By applying a constructor to some arguments, or just presenting it literally in the case of a nullary constructor, a value of the associated algebraic datatype is produced. Constructors of arity > 0 behave like n-ary functions: curried and the whole shebang.

4.6.1Example

;; The following datatype definition will make available the
;; constructors ~UPUnit~ and ~UPPair~ in the environment.
(type UnitOrPair
  UPUnit
  (UPPair Int Int))


;; The ~UPUnit~ constructor is nullary, and will construct a
;; ~UnitOrPair~ just presented literally.
(define: upunit
    UnitOrPair
  UPUnit)

;; The ~UPPair~ constructor is binary, and takes two
;; arguments to construct a ~UnitOrPair~. It behaves like a
;; function of two ~Int~ arguments, returning a
;; ~UnitOrPair~.
(define: uppair''
    (Fun Int Int UnitOrPair)
  UPPair)
(define: uppair'
    (Fun Int UnitOrPair)
  (UPPair 3))
(define: uppair
    UnitOrPair
  (uppair' 5))

5Patterns

Patterns are used to conditionally deconstruct values of algebraic datatypes in pattern-matching contexts.

There are 3 kinds of patterns: nullary constructors, n-ary constructions, and variable bindings.

5.1Example

6Literate Carth

Carth has native support for literate programming with Org mode.

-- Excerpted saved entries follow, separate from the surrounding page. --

//! Outbound fetch capability.
//!
//! Handlers talk to the origin through the [`Origin`] trait so the routing
//! logic can be exercised against a scripted origin in tests. The production
//! implementation wraps a reqwest client configured the way the proxy needs:
//! redirects are surfaced to the caller (so `Location` can be rewritten), and
//! compressed bodies arrive already decoded, which is why the response
//! sanitizer strips the framing headers.

use std::time::Duration;

use async_trait::async_trait;
use axum::http::{HeaderMap, Method, StatusCode};
use bytes::Bytes;
use thiserror::Error;

/// A request to the origin: fully buffered, replayable.
#[derive(Debug, Clone)]
pub struct OriginRequest {
    pub method: Method,
    pub url: String,
    pub headers: HeaderMap,
    pub body: Bytes,
}

/// A fully buffered origin response.
#[derive(Debug, Clone)]
pub struct OriginResponse {
    pub status: StatusCode,
    pub headers: HeaderMap,
    pub body: Bytes,
}

/// Fetch failures. No retries happen at this layer or above.
#[derive(Debug, Clone, Error)]
pub enum FetchError {
    #[error("origin request timed out")]
    Timeout,

    #[error("origin request failed: {0}")]
    Network(String),
}

#[async_trait]
pub trait Origin: Send + Sync {
    async fn fetch(&self, request: OriginRequest) -> Result<OriginResponse, FetchError>;
}

/// reqwest-backed origin client.
pub struct HttpOrigin {
    client: reqwest::Client,
}

impl HttpOrigin {
    pub fn new(timeout: Duration) -> reqwest::Result<Self> {
        let client = reqwest::Client::builder()
            .timeout(timeout)
            .redirect(reqwest::redirect::Policy::none())
            .build()?;
        Ok(Self { client })
    }
}

#[async_trait]
impl Origin for HttpOrigin {
    async fn fetch(&self, request: OriginRequest) -> Result<OriginResponse, FetchError> {
        let response = self
            .client
            .request(request.method, &request.url)
            .headers(request.headers)
            .body(request.body)
            .send()
            .await
            .map_err(map_reqwest_error)?;

        let status = response.status();
        let headers = response.headers().clone();
        let body = response.bytes().await.map_err(map_reqwest_error)?;
        Ok(OriginResponse {
            status,
            headers,
            body,
        })
    }
}

fn map_reqwest_error(err: reqwest::Error) -> FetchError {
    if err.is_timeout() {
        FetchError::Timeout
    } else {
        FetchError::Network(err.to_string())
    }
}
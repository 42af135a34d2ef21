//! Editor tuning loaded from TOML.

use std::fs;

use camino::Utf8Path;

use serde::Deserialize;

use crate::error::ConfigError;
use crate::model::{Point, Size};

/// Thresholds and defaults used by the hit-tester and the gesture machine.
///
/// Every key is optional in the TOML file:
///
/// ```toml
/// port_proximity = 25.0
/// boundary_border = 10.0
/// allow_self_loops = false
/// default_protocol = "HTTPS"
///
/// [node_size]
/// width = 130.0
/// height = 40.0
/// ```
#[derive(Debug, Clone, PartialEq, Deserialize)]
#[serde(default)]
pub struct EditorConfig {
    /// Maximum pointer distance to a port that still counts as hitting it.
    pub port_proximity: f32,
    /// Thickness of the clickable band around a placed boundary.
    pub boundary_border: f32,
    /// Maximum pointer distance to a connection segment.
    pub connection_tolerance: f32,
    pub allow_self_loops: bool,
    /// Where palette templates land on the working surface.
    pub drop_position: Point,
    /// Vertical gap between stacked additional ports.
    pub port_spacing: f32,
    pub node_size: Size,
    pub boundary_size: Size,
    /// Protocol assigned to freshly drawn connections.
    pub default_protocol: String,
}

impl Default for EditorConfig {
    fn default() -> Self {
        Self {
            port_proximity: 25.0,
            boundary_border: 10.0,
            connection_tolerance: 6.0,
            allow_self_loops: false,
            drop_position: Point::new(50.0, 50.0),
            port_spacing: 15.0,
            node_size: Size::new(130.0, 40.0),
            boundary_size: Size::new(300.0, 200.0),
            default_protocol: "HTTP".to_string(),
        }
    }
}

impl EditorConfig {
    /// Load configuration from a TOML file.
    pub fn load(path: &Utf8Path) -> Result<Self, ConfigError> {
        if !path.exists() {
            return Err(ConfigError::MissingFile(path.to_path_buf()));
        }
        let content = fs::read_to_string(path)?;
        Self::from_toml(&content)
    }

    pub fn from_toml(content: &str) -> Result<Self, ConfigError> {
        Ok(toml::from_str(content)?)
    }
}
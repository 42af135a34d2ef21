//! Editing layer on top of [`crate::model`].
//!
//! - **Operations**: every mutation of a diagram, with its validation rules
//! - **Selection**: hit-testing a pointer position and the current selection
//! - **State**: the gesture state machine that turns input events into operations
//! - **Catalog**: the component palette and template instantiation

pub mod catalog;
pub mod operations;
pub mod selection;
pub mod state;

pub use catalog::{CatalogEntry, Palette, Placed, TemplateRef, default_catalog};
pub use operations::{
    AttributeTarget, AttributeValue, add_boundary, add_connection, add_node, add_sample_flow,
    append_port, move_boundary, move_node, port_item_index, remove_boundary, remove_connection,
    remove_node, set_attribute,
};
pub use selection::{EditorSelection, HitMode, HitTarget, Selection, resolve};
pub use state::{EditorOutcome, EditorSession, GestureState, InputEvent};
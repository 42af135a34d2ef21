//! Error types for the diagram engine.
//!
//! Model mutations report [`EditError`]; document, configuration and analysis
//! boundaries have their own enums so callers can match on the failure kind.
//! The command-line binary wraps all of them in `anyhow`.

use camino::Utf8PathBuf;
use thiserror::Error;

use crate::model::{BoundaryId, ConnectionId, NodeId, PortRole};

/// Errors raised by the mutation operations in [`crate::editor::operations`].
#[derive(Debug, Error, PartialEq)]
pub enum EditError {
    #[error("no node with id {0}")]
    UnknownNode(NodeId),

    #[error("node {node} has no port at index {index}")]
    UnknownPort { node: NodeId, index: usize },

    #[error("no connection with id {0}")]
    UnknownConnection(ConnectionId),

    #[error("no boundary with id {0}")]
    UnknownBoundary(BoundaryId),

    /// The source must be an `out` port and the target an `in` or
    /// `additional` port. Palette templates never take part in connections.
    #[error("invalid endpoint: {source_role:?} -> {target_role:?} ({reason})")]
    InvalidEndpoint {
        source_role: PortRole,
        target_role: PortRole,
        reason: &'static str,
    },

    /// Palette templates are read-only to every session operation.
    #[error("node {0} is a palette template")]
    TemplateNode(NodeId),

    #[error("boundary {0} is a palette template")]
    TemplateBoundary(BoundaryId),

    #[error("unknown attribute `{0}`")]
    UnknownAttribute(String),

    #[error("attribute `{key}` expects a {expected} value")]
    AttributeType { key: String, expected: &'static str },
}

/// Errors raised while reading or writing a [`crate::document::Document`].
#[derive(Debug, Error)]
pub enum DocumentError {
    #[error("malformed project document: {0}")]
    Json(#[from] serde_json::Error),

    #[error("I/O error: {0}")]
    Io(#[from] std::io::Error),
}

/// Errors raised while loading an [`crate::config::EditorConfig`].
#[derive(Debug, Error)]
pub enum ConfigError {
    #[error("configuration file not found: {0}")]
    MissingFile(Utf8PathBuf),

    #[error("failed to read configuration: {0}")]
    Io(#[from] std::io::Error),

    #[error("invalid configuration: {0}")]
    Parse(#[from] toml::de::Error),
}

/// Errors raised by the analysis boundary in [`crate::analysis`].
#[derive(Debug, Error)]
pub enum AnalysisError {
    #[error("analysis backend failed: {0}")]
    Backend(String),

    #[error("could not decode analysis response: {0}")]
    Decode(#[from] serde_json::Error),
}
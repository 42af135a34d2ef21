use anyhow::{Context, Result, bail};
use camino::{Utf8Path, Utf8PathBuf};
use clap::{Parser, Subcommand};
use rayon::prelude::*;
use walkdir::WalkDir;

use threatcanvas::analysis::{
    self, AnalysisRequest, AnalysisResponse, DEFAULT_SYSTEM_NAME, EnhancementResponse,
};
use threatcanvas::document::{self, Document, LoadReport};
use threatcanvas::editor::add_sample_flow;
use threatcanvas::{Diagram, EditorConfig};

#[derive(Parser, Debug)]
#[command(author, version, about = "Create, check and analyze threat-model diagrams", long_about = None)]
struct Cli {
    /// Editor configuration (TOML); defaults apply when omitted
    #[arg(long, global = true, value_name = "CONFIG")]
    config: Option<Utf8PathBuf>,

    #[command(subcommand)]
    command: Command,
}

#[derive(Subcommand, Debug)]
enum Command {
    /// Write a new project file
    New {
        output: Utf8PathBuf,
        /// Seed the project with a web app talking HTTPS to an API
        #[arg(long)]
        sample: bool,
    },
    /// Summarize a project file and list everything a load had to repair
    Inspect { project: Utf8PathBuf },
    /// Load a project, repair it, and write it back out
    Normalize {
        project: Utf8PathBuf,
        /// Output file; stdout when omitted
        #[arg(short, long)]
        output: Option<Utf8PathBuf>,
    },
    /// Print the analysis request for a project
    Request {
        project: Utf8PathBuf,
        #[arg(long, default_value = DEFAULT_SYSTEM_NAME)]
        name: String,
    },
    /// Attach the threats of an analysis response to a project
    ApplyResponse {
        project: Utf8PathBuf,
        response: Utf8PathBuf,
        /// Output file; overwrites the project when omitted
        #[arg(short, long)]
        output: Option<Utf8PathBuf>,
    },
    /// Print the AI enhancement prompt for a project's findings
    Prompt { project: Utf8PathBuf },
    /// Attach an AI enhancement answer to a project's findings
    Enhance {
        project: Utf8PathBuf,
        response: Utf8PathBuf,
        #[arg(short, long)]
        output: Option<Utf8PathBuf>,
    },
    /// Validate every *.json project below a directory
    Check { dir: Utf8PathBuf },
}

fn main() -> Result<()> {
    tracing_subscriber::fmt()
        .with_env_filter(
            tracing_subscriber::EnvFilter::try_from_default_env()
                .unwrap_or_else(|_| tracing_subscriber::EnvFilter::new("warn")),
        )
        .with_writer(std::io::stderr)
        .init();

    let cli = Cli::parse();
    let config = match &cli.config {
        Some(path) => EditorConfig::load(path).with_context(|| format!("Load config {}", path))?,
        None => EditorConfig::default(),
    };

    match cli.command {
        Command::New { output, sample } => {
            let mut diagram = Diagram::new();
            if sample {
                add_sample_flow(&mut diagram, &config)?;
            }
            save(&document::serialize(&diagram), &output)?;
        }
        Command::Inspect { project } => {
            let (diagram, report) = open(&project, &config)?;
            print_summary(&project, &diagram, &report);
        }
        Command::Normalize { project, output } => {
            let (diagram, _) = open(&project, &config)?;
            let doc = document::serialize(&diagram);
            match output {
                Some(out) => save(&doc, &out)?,
                None => println!("{}", doc.to_json_pretty()?),
            }
        }
        Command::Request { project, name } => {
            let (diagram, _) = open(&project, &config)?;
            println!("{}", AnalysisRequest::from_diagram(&name, &diagram).to_json_pretty()?);
        }
        Command::ApplyResponse { project, response, output } => {
            let (mut diagram, _) = open(&project, &config)?;
            let text = std::fs::read_to_string(&response).with_context(|| format!("Open {}", response))?;
            let response = AnalysisResponse::from_json(&text)
                .with_context(|| format!("Failed to parse {}", response))?;
            let applied = analysis::apply_findings(&mut diagram, &response.threats);
            println!(
                "{} findings attached ({} orphaned); report: {}",
                applied.attached.len(),
                applied.orphaned.len(),
                response.report
            );
            if let Some(csv) = &response.csv {
                println!("csv: {}", csv);
            }
            save(&document::serialize(&diagram), output.as_deref().unwrap_or(&project))?;
        }
        Command::Prompt { project } => {
            let (diagram, _) = open(&project, &config)?;
            print!("{}", analysis::enhancement_prompt(&diagram));
        }
        Command::Enhance { project, response, output } => {
            let (mut diagram, _) = open(&project, &config)?;
            let text = std::fs::read_to_string(&response).with_context(|| format!("Open {}", response))?;
            let response = EnhancementResponse::from_json(&text)
                .with_context(|| format!("Failed to parse {}", response))?;
            let unknown = analysis::apply_enhancements(&mut diagram, &response);
            for id in &unknown {
                eprintln!("warning: no finding with id {}", id.0);
            }
            save(&document::serialize(&diagram), output.as_deref().unwrap_or(&project))?;
        }
        Command::Check { dir } => check_dir(&dir, &config)?,
    }
    Ok(())
}

fn open(path: &Utf8Path, config: &EditorConfig) -> Result<(Diagram, LoadReport)> {
    let doc = Document::load(path).with_context(|| format!("Failed to load {}", path))?;
    let mut diagram = Diagram::new();
    let report = document::load_into(&mut diagram, &doc, config);
    Ok((diagram, report))
}

fn save(doc: &Document, path: &Utf8Path) -> Result<()> {
    doc.save(path).with_context(|| format!("Write {}", path))
}

fn print_summary(path: &Utf8Path, diagram: &Diagram, report: &LoadReport) {
    println!("{}", path);
    println!(
        "  {} nodes, {} connections, {} boundaries, {} findings",
        report.nodes,
        report.connections,
        report.boundaries,
        diagram.findings.len()
    );
    for repair in &report.repairs {
        println!("  repaired: {}", repair);
    }
    for skipped in &report.skipped_flows {
        println!(
            "  skipped flow #{} {} -> {}: {}",
            skipped.index, skipped.from, skipped.to, skipped.reason
        );
    }
    for label in &report.duplicate_labels {
        println!("  duplicate label: {}", label);
    }
    for f in diagram.findings.iter().filter(|f| f.orphaned) {
        println!("  orphaned finding {}: {} ({})", f.id.0, f.threat, f.component);
    }
}

fn check_dir(dir: &Utf8Path, config: &EditorConfig) -> Result<()> {
    let files: Vec<Utf8PathBuf> = WalkDir::new(dir)
        .into_iter()
        .filter_map(|e| e.ok())
        .filter(|e| e.file_type().is_file())
        .filter_map(|e| Utf8PathBuf::from_path_buf(e.into_path()).ok())
        .filter(|p| p.extension() == Some("json"))
        .collect();

    let results: Vec<(Utf8PathBuf, Result<LoadReport>)> = files
        .into_par_iter()
        .map(|path| {
            let result = open(&path, config).map(|(_, report)| report);
            (path, result)
        })
        .collect();

    let mut failed = 0;
    for (path, result) in &results {
        match result {
            Ok(report) if report.is_clean() => println!("ok      {}", path),
            Ok(report) => println!(
                "warn    {} ({} repairs, {} skipped flows, {} duplicate labels)",
                path,
                report.repairs.len(),
                report.skipped_flows.len(),
                report.duplicate_labels.len()
            ),
            Err(err) => {
                failed += 1;
                println!("error   {}: {:#}", path, err);
            }
        }
    }
    if failed > 0 {
        bail!("{} of {} projects failed to load", failed, results.len());
    }
    Ok(())
}
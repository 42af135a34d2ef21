//! Threat analysis boundary.
//!
//! The engine does not analyze anything itself. It serializes the diagram
//! into an [`AnalysisRequest`], hands it to an [`AnalysisBackend`], and turns
//! the returned threats into [`Finding`]s attached to the live diagram.
//!
//! Findings are matched by component label against the diagram as it is when
//! the response is applied, not against the request snapshot, so edits made
//! while a request was outstanding are honored. A finding whose component no
//! longer exists is kept and flagged `orphaned`.
//!
//! The optional AI enhancement pass works the same way: [`enhancement_prompt`]
//! describes the diagram and its findings and asks for a JSON answer keyed by
//! finding id, which [`apply_enhancements`] applies by id.

use serde::{Deserialize, Serialize};
use tracing::{debug, info, warn};

use crate::document::{self, BoundaryRecord, ElementRecord, FlowRecord};
use crate::error::AnalysisError;
use crate::model::{Diagram, FeedConfig, Finding, FindingId};

/// System name sent when the caller does not provide one.
pub const DEFAULT_SYSTEM_NAME: &str = "Custom System";

/// Feed source whose `customUrl` is forwarded.
const CUSTOM_FEED_SOURCE: &str = "custom";

// ────────────────────────────────────────────────────────────────────────────
// Wire types
// ────────────────────────────────────────────────────────────────────────────

#[derive(Debug, Clone, PartialEq, Serialize, Deserialize)]
#[serde(rename_all = "camelCase")]
pub struct AnalysisRequest {
    pub name: String,
    pub elements: Vec<ElementRecord>,
    pub flows: Vec<FlowRecord>,
    #[serde(default)]
    pub boundaries: Vec<BoundaryRecord>,
    pub feed_config: FeedConfig,
}

impl AnalysisRequest {
    /// Snapshot the working nodes, flows and boundaries of `diagram`.
    /// Palette templates are not part of the modelled system.
    pub fn from_diagram(name: &str, diagram: &Diagram) -> Self {
        let doc = document::serialize(diagram);
        Self {
            name: name.to_string(),
            elements: doc.elements.into_iter().filter(|e| !e.is_template_instance).collect(),
            flows: doc.flows,
            boundaries: doc.boundaries.into_iter().filter(|b| !b.is_template_instance).collect(),
            feed_config: sanitize_feed(&diagram.feed_config),
        }
    }

    pub fn to_json_pretty(&self) -> Result<String, AnalysisError> {
        Ok(serde_json::to_string_pretty(self)?)
    }
}

/// Drop `customUrl` unless the custom source is selected.
pub fn sanitize_feed(feed: &FeedConfig) -> FeedConfig {
    let mut out = feed.clone();
    if out.source != CUSTOM_FEED_SOURCE {
        out.custom_url = None;
    }
    out
}

/// One threat as reported by the backend.
#[derive(Debug, Clone, PartialEq, Serialize, Deserialize)]
pub struct ThreatRecord {
    pub component: String,
    #[serde(default)]
    pub reason: String,
    pub threat: String,
    #[serde(default)]
    pub severity: String,
    #[serde(default)]
    pub best_practices: String,
    #[serde(default, skip_serializing_if = "Option::is_none")]
    pub comment: Option<String>,
    #[serde(default, skip_serializing_if = "Option::is_none")]
    pub status: Option<String>,
}

#[derive(Debug, Clone, PartialEq, Serialize, Deserialize)]
pub struct AnalysisResponse {
    /// Reference to the rendered report.
    pub report: String,
    #[serde(default)]
    pub csv: Option<String>,
    #[serde(default)]
    pub threats: Vec<ThreatRecord>,
}

impl AnalysisResponse {
    pub fn from_json(text: &str) -> Result<Self, AnalysisError> {
        Ok(serde_json::from_str(text)?)
    }
}

/// Report references for a model the backend generated on its own.
#[derive(Debug, Clone, PartialEq, Serialize, Deserialize)]
pub struct AutoModelResponse {
    pub report: String,
    #[serde(default)]
    pub csv: Option<String>,
}

impl AutoModelResponse {
    pub fn from_json(text: &str) -> Result<Self, AnalysisError> {
        Ok(serde_json::from_str(text)?)
    }
}

impl From<AnalysisResponse> for AutoModelResponse {
    fn from(response: AnalysisResponse) -> Self {
        Self {
            report: response.report,
            csv: response.csv,
        }
    }
}

/// Anything that can turn a request into threats: an HTTP client, a local
/// rules engine, a test double.
pub trait AnalysisBackend {
    fn analyze(&self, request: &AnalysisRequest) -> Result<AnalysisResponse, AnalysisError>;

    /// Ask the backend to build a cloud model from the account it is wired
    /// to. Backends without that capability keep the default.
    fn auto_model(&self) -> Result<AutoModelResponse, AnalysisError> {
        Err(AnalysisError::Backend("automatic modeling is not supported".to_string()))
    }
}

/// Request an auto-generated model. The diagram is not touched; only report
/// references come back.
pub fn run_auto_model(backend: &dyn AnalysisBackend) -> Result<AutoModelResponse, AnalysisError> {
    let response = backend.auto_model()?;
    info!(report = %response.report, csv = ?response.csv, "auto model generated");
    Ok(response)
}

// ────────────────────────────────────────────────────────────────────────────
// Findings
// ────────────────────────────────────────────────────────────────────────────

/// How a set of threats landed on the diagram.
#[derive(Debug, Clone, Default, PartialEq)]
pub struct FindingsReport {
    pub attached: Vec<FindingId>,
    /// Findings whose component matches no live node label.
    pub orphaned: Vec<FindingId>,
}

/// Result of a successful [`run_analysis`].
#[derive(Debug, Clone, PartialEq)]
pub struct AnalysisOutcome {
    pub report: String,
    pub csv: Option<String>,
    pub findings: FindingsReport,
}

/// Send `diagram` to `backend` and attach the returned threats.
///
/// On error the diagram is left unmodified.
pub fn run_analysis(
    diagram: &mut Diagram,
    backend: &dyn AnalysisBackend,
    name: &str,
) -> Result<AnalysisOutcome, AnalysisError> {
    let request = AnalysisRequest::from_diagram(name, diagram);
    debug!(
        elements = request.elements.len(),
        flows = request.flows.len(),
        "sending analysis request"
    );
    let response = backend.analyze(&request)?;
    let findings = apply_findings(diagram, &response.threats);
    info!(
        threats = response.threats.len(),
        orphaned = findings.orphaned.len(),
        report = %response.report,
        "analysis applied"
    );
    Ok(AnalysisOutcome {
        report: response.report,
        csv: response.csv,
        findings,
    })
}

/// Replace the diagram's findings with `threats`.
pub fn apply_findings(diagram: &mut Diagram, threats: &[ThreatRecord]) -> FindingsReport {
    let mut report = FindingsReport::default();
    diagram.findings.clear();
    diagram.overview = None;
    for t in threats {
        let id = FindingId(diagram.allocate_id());
        let orphaned = diagram.node_by_label(&t.component).is_none();
        if orphaned {
            warn!(component = %t.component, finding = %id, "finding names no live component");
            report.orphaned.push(id);
        }
        report.attached.push(id);
        diagram.findings.push(Finding {
            id,
            component: t.component.clone(),
            reason: t.reason.clone(),
            threat: t.threat.clone(),
            severity: t.severity.clone(),
            best_practices: t.best_practices.clone(),
            status: t.status.clone().unwrap_or_default(),
            comment: t.comment.clone().unwrap_or_default(),
            enhancement: None,
            orphaned,
        });
    }
    report
}

/// Recompute `orphaned` against the current node labels. Returns how many
/// findings are orphaned afterwards.
pub fn refresh_orphans(diagram: &mut Diagram) -> usize {
    let live: Vec<bool> = diagram
        .findings
        .iter()
        .map(|f| diagram.node_by_label(&f.component).is_some())
        .collect();
    for (f, alive) in diagram.findings.iter_mut().zip(live) {
        f.orphaned = !alive;
    }
    diagram.findings.iter().filter(|f| f.orphaned).count()
}

// ────────────────────────────────────────────────────────────────────────────
// AI enhancement
// ────────────────────────────────────────────────────────────────────────────

/// Natural-language prompt describing the system and its findings.
pub fn enhancement_prompt(diagram: &Diagram) -> String {
    let yes_no = |b: bool| if b { "yes" } else { "no" };
    let mut prompt = String::from(
        "You are reviewing the threat model of a cloud system.\n\nComponents:\n",
    );
    for n in diagram.nodes.values().filter(|n| !n.is_template) {
        let s = &n.security;
        prompt.push_str(&format!(
            "- {} ({}): encrypted: {}, authentication: {}, sanitizes input: {}",
            n.label,
            n.kind,
            yes_no(s.is_encrypted),
            yes_no(s.implements_authentication_scheme),
            yes_no(s.sanitizes_input),
        ));
        if let Some(public) = s.is_public {
            prompt.push_str(&format!(", public: {}", yes_no(public)));
        }
        prompt.push('\n');
    }

    prompt.push_str("\nData flows:\n");
    for c in diagram.connections.values() {
        let (Some(from), Some(to)) = (diagram.node(c.source.node), diagram.node(c.target.node)) else {
            continue;
        };
        prompt.push_str(&format!(
            "- {} -> {} over {} ({})\n",
            from.label,
            to.label,
            c.protocol,
            if c.is_encrypted { "encrypted" } else { "unencrypted" },
        ));
    }

    prompt.push_str("\nThreats:\n");
    for f in &diagram.findings {
        prompt.push_str(&format!(
            "- [{}] {}: {} (severity: {}). {}\n",
            f.id.0, f.component, f.threat, f.severity, f.reason
        ));
    }

    prompt.push_str(
        "\nAnswer with JSON only, in the form \
         {\"overview\": \"...\", \"enhancements\": [{\"findingId\": <number>, \"text\": \"...\"}]}. \
         Give an overview of the system's security posture and one enhancement per threat, \
         using the number in brackets as findingId.\n",
    );
    prompt
}

#[derive(Debug, Clone, PartialEq, Serialize, Deserialize)]
#[serde(rename_all = "camelCase")]
pub struct Enhancement {
    pub finding_id: FindingId,
    pub text: String,
}

#[derive(Debug, Clone, Default, PartialEq, Serialize, Deserialize)]
#[serde(rename_all = "camelCase")]
pub struct EnhancementResponse {
    #[serde(default)]
    pub overview: String,
    #[serde(default)]
    pub enhancements: Vec<Enhancement>,
}

impl EnhancementResponse {
    pub fn from_json(text: &str) -> Result<Self, AnalysisError> {
        Ok(serde_json::from_str(text)?)
    }
}

/// Attach enhancements to findings by id. Returns the ids that matched no
/// finding.
pub fn apply_enhancements(diagram: &mut Diagram, response: &EnhancementResponse) -> Vec<FindingId> {
    if !response.overview.is_empty() {
        diagram.overview = Some(response.overview.clone());
    }
    let mut unknown = Vec::new();
    for e in &response.enhancements {
        match diagram.findings.iter_mut().find(|f| f.id == e.finding_id) {
            Some(f) => f.enhancement = Some(e.text.clone()),
            None => {
                warn!(finding = %e.finding_id, "enhancement for unknown finding");
                unknown.push(e.finding_id);
            }
        }
    }
    unknown
}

Either use Emacs with Babel in Org-mode for an interactive session, or interpret/compile the file with carth just like a normal .carth file!

6.1Example

Consider a file cool.org with the following content:

#+TITLE: Literate Programming Rules!

Literate programming is just really cool!

~carth~ will assume ~tangle~ = ~yes~ by default, but setting
it explicitly won't hurt.

#+BEGIN_SRC carth :tangle yes
(define (main _)
  (printInt (id 1337)))
#+END_SRC

* The ~id~ function
  ~id~ is the identity function. It returns its argument
  unchanged.

  #+BEGIN_SRC carth
  (define (id x) x)
  #+END_SRC

* How not to use ~id~
  Here is an example of how not to use ~id~. Note that this
  won't compile. We show this in a SRC block to get syntax
  highlighting etc, but as ~tangle~ is ~no~, this source
  block will be ignored by carth.

  #+BEGIN_SRC carth :tangle no
  (printInt id)
  #+END_SRC

When compiling this file with carth c cool.org, the Carth source will be untangled from the rest of the document. Line numbers are preserved. The result of the untangling stage will be the following:








(define (main _)
  (printInt (id 1337)))






(define (id x) x)











And for completeness, the result of interpreting that will be 1337.